Welcome to the "Creativity" section of pastryarts.com. View some of our creative efforts in pastry arts. |
November 12th -
17th 2003
Chocolate Show
Metropolitan Pavillion
125 West 18th Street (between 6th & 7th Avenues)
New York
Again this year, Colleen and Steve are designing a chocolate dress for the Chocolate Fashion Show.

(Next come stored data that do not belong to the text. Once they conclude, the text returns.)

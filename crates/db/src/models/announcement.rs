//! Announcement entity model and DTOs.

use serde::{Deserialize, Serialize};
use sqlx::FromRow;
use veranda_core::types::{DbId, Timestamp};

/// A row from the `announcements` table.
#[derive(Debug, Clone, FromRow, Serialize)]
pub struct Announcement {
    pub id: DbId,
    pub project_id: DbId,
    pub author_id: DbId,
    pub title: String,
    pub body: String,
    pub category: String,
    pub is_pinned: bool,
    pub expires_at: Option<Timestamp>,
    pub deleted_at: Option<Timestamp>,
    pub created_at: Timestamp,
    pub updated_at: Timestamp,
}

/// DTO for creating an announcement.
#[derive(Debug, Deserialize)]
pub struct CreateAnnouncement {
    pub title: String,
    pub body: String,
    pub category: Option<String>,
    pub is_pinned: Option<bool>,
    pub expires_at: Option<Timestamp>,
}

/// DTO for updating an announcement. All fields are optional.
#[derive(Debug, Deserialize)]
pub struct UpdateAnnouncement {
    pub title: Option<String>,
    pub body: Option<String>,
    pub category: Option<String>,
    pub is_pinned: Option<bool>,
    pub expires_at: Option<Timestamp>,
}
//! Visitor log entity model and DTOs.

use serde::{Deserialize, Serialize};
use sqlx::FromRow;
use veranda_core::types::{DbId, Timestamp};

/// A row from the `visitors` table.
#[derive(Debug, Clone, FromRow, Serialize)]
pub struct Visitor {
    pub id: DbId,
    pub project_id: DbId,
    pub unit_id: DbId,
    pub name: String,
    pub id_number: Option<String>,
    pub vehicle_plate: Option<String>,
    pub purpose: Option<String>,
    pub expected_at: Option<Timestamp>,
    pub checked_in_at: Option<Timestamp>,
    pub checked_out_at: Option<Timestamp>,
    pub status: String,
    pub logged_by: DbId,
    pub created_at: Timestamp,
}

/// DTO for registering a visitor (pre-registration or walk-in).
#[derive(Debug, Deserialize)]
pub struct CreateVisitor {
    pub unit_id: DbId,
    pub name: String,
    pub id_number: Option<String>,
    pub vehicle_plate: Option<String>,
    pub purpose: Option<String>,
    pub expected_at: Option<Timestamp>,
}
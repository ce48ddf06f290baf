use serde::Serialize;
use sqlx::FromRow;
use veranda_core::types::{DbId, Timestamp};

/// A row from the `roles` table.
#[derive(Debug, Clone, FromRow, Serialize)]
pub struct Role {
    pub id: DbId,
    pub name: String,
    pub description: Option<String>,
    pub created_at: Timestamp,
}
//! Tests for the error envelope and a few cross-cutting failure paths.

mod common;

use axum::http::StatusCode;
use common::{
    body_json, build_test_app, get, get_auth, post_json_auth, seed_project, seed_unit, seed_user,
    token_for,
};
use sqlx::PgPool;

#[sqlx::test(migrations = "../../db/migrations")]
async fn health_reports_ok_with_a_live_database(pool: PgPool) {
    let app = build_test_app(pool);
    let response = get(app, "/health").await;
    assert_eq!(response.status(), StatusCode::OK);

    let json = body_json(response).await;
    assert_eq!(json["status"], "ok");
    assert_eq!(json["db_healthy"], true);
    assert!(json["version"].is_string());
}

#[sqlx::test(migrations = "../../db/migrations")]
async fn unknown_route_is_404(pool: PgPool) {
    let app = build_test_app(pool);
    let response = get(app, "/api/v1/nope").await;
    assert_eq!(response.status(), StatusCode::NOT_FOUND);
}

#[sqlx::test(migrations = "../../db/migrations")]
async fn missing_entity_returns_the_error_envelope(pool: PgPool) {
    let project = seed_project(&pool, "Cedar Court").await;
    let admin = seed_user(&pool, Some(project.id), None, "admin1", "admin").await;
    let app = build_test_app(pool);

    let token = token_for(admin.id, "admin", Some(project.id));
    let response = get_auth(app, "/api/v1/units/999999", &token).await;

    assert_eq!(response.status(), StatusCode::NOT_FOUND);
    let json = body_json(response).await;
    assert_eq!(json["success"], false);
    assert_eq!(json["code"], "NOT_FOUND");
    assert!(json["error"].as_str().expect("message").contains("999999"));
}

#[sqlx::test(migrations = "../../db/migrations")]
async fn duplicate_unit_number_maps_to_conflict(pool: PgPool) {
    let project = seed_project(&pool, "Cedar Court").await;
    seed_unit(&pool, project.id, "A-01").await;
    let admin = seed_user(&pool, Some(project.id), None, "admin1", "admin").await;
    let app = build_test_app(pool);

    let token = token_for(admin.id, "admin", Some(project.id));
    let body = serde_json::json!({ "unit_number": "A-01" });
    let response = post_json_auth(app, "/api/v1/units", body, &token).await;

    common::assert_error_body(response, StatusCode::CONFLICT, "CONFLICT").await;
}

#[sqlx::test(migrations = "../../db/migrations")]
async fn validation_failures_are_bad_requests(pool: PgPool) {
    let project = seed_project(&pool, "Cedar Court").await;
    let unit = seed_unit(&pool, project.id, "A-01").await;
    let admin = seed_user(&pool, Some(project.id), None, "admin1", "admin").await;
    let app = build_test_app(pool);

    // A bill for zero cents is refused before it reaches the database.
    let token = token_for(admin.id, "admin", Some(project.id));
    let body = serde_json::json!({
        "unit_id": unit.id,
        "bill_type": "maintenance_fee",
        "amount_cents": 0,
        "due_date": "2026-09-30",
    });
    let response = post_json_auth(app, "/api/v1/bills", body, &token).await;
    common::assert_error_body(response, StatusCode::BAD_REQUEST, "VALIDATION_ERROR").await;
}

#[sqlx::test(migrations = "../../db/migrations")]
async fn response_carries_a_request_id(pool: PgPool) {
    let app = build_test_app(pool);
    let response = get(app, "/health").await;
    assert!(response.headers().contains_key("x-request-id"));
}
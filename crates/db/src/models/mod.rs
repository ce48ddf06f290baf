//! Domain model structs and DTOs.
//!
//! Each submodule contains:
//! - A `FromRow` + `Serialize` entity struct matching the database row
//! - A `Deserialize` create DTO for inserts
//! - A `Deserialize` update DTO (all `Option` fields) for patches

pub mod announcement;
pub mod attendance;
pub mod audit;
pub mod bill;
pub mod booking;
pub mod equipment;
pub mod facility;
pub mod maintenance;
pub mod notification;
pub mod parcel;
pub mod patrol;
pub mod project;
pub mod role;
pub mod session;
pub mod sos;
pub mod support;
pub mod unit;
pub mod user;
pub mod visitor;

This year's dress is named 'Chocolate Chai'. Our design was inspired by two vintage 1949 Christian Dior gowns in the Goddess Show at MOMA this summer.
June 2003
American Museum of Natural History - Chocolate Exhibit
June 14-September 7
Gallery 3, third floor
Central Park West and 79th Street
New York
Steve and Colleen have been invited to take part in the Chocolate
Exhibit at the American Museum of Natural History from June 14
to September 7. The Museum commissioned chocolate artworks from
eight pastry chefs and chocolatiers nationwide, who were asked
to draw their inspiration from the various Halls and collections.
Our sculptural works, entitled "Figure and Feathers,"
are currently on display in the Rotunda and was inspired by the
Hall of South American Peoples and the colorful evocative feather
headdresses worn by Amazon Indian tribes.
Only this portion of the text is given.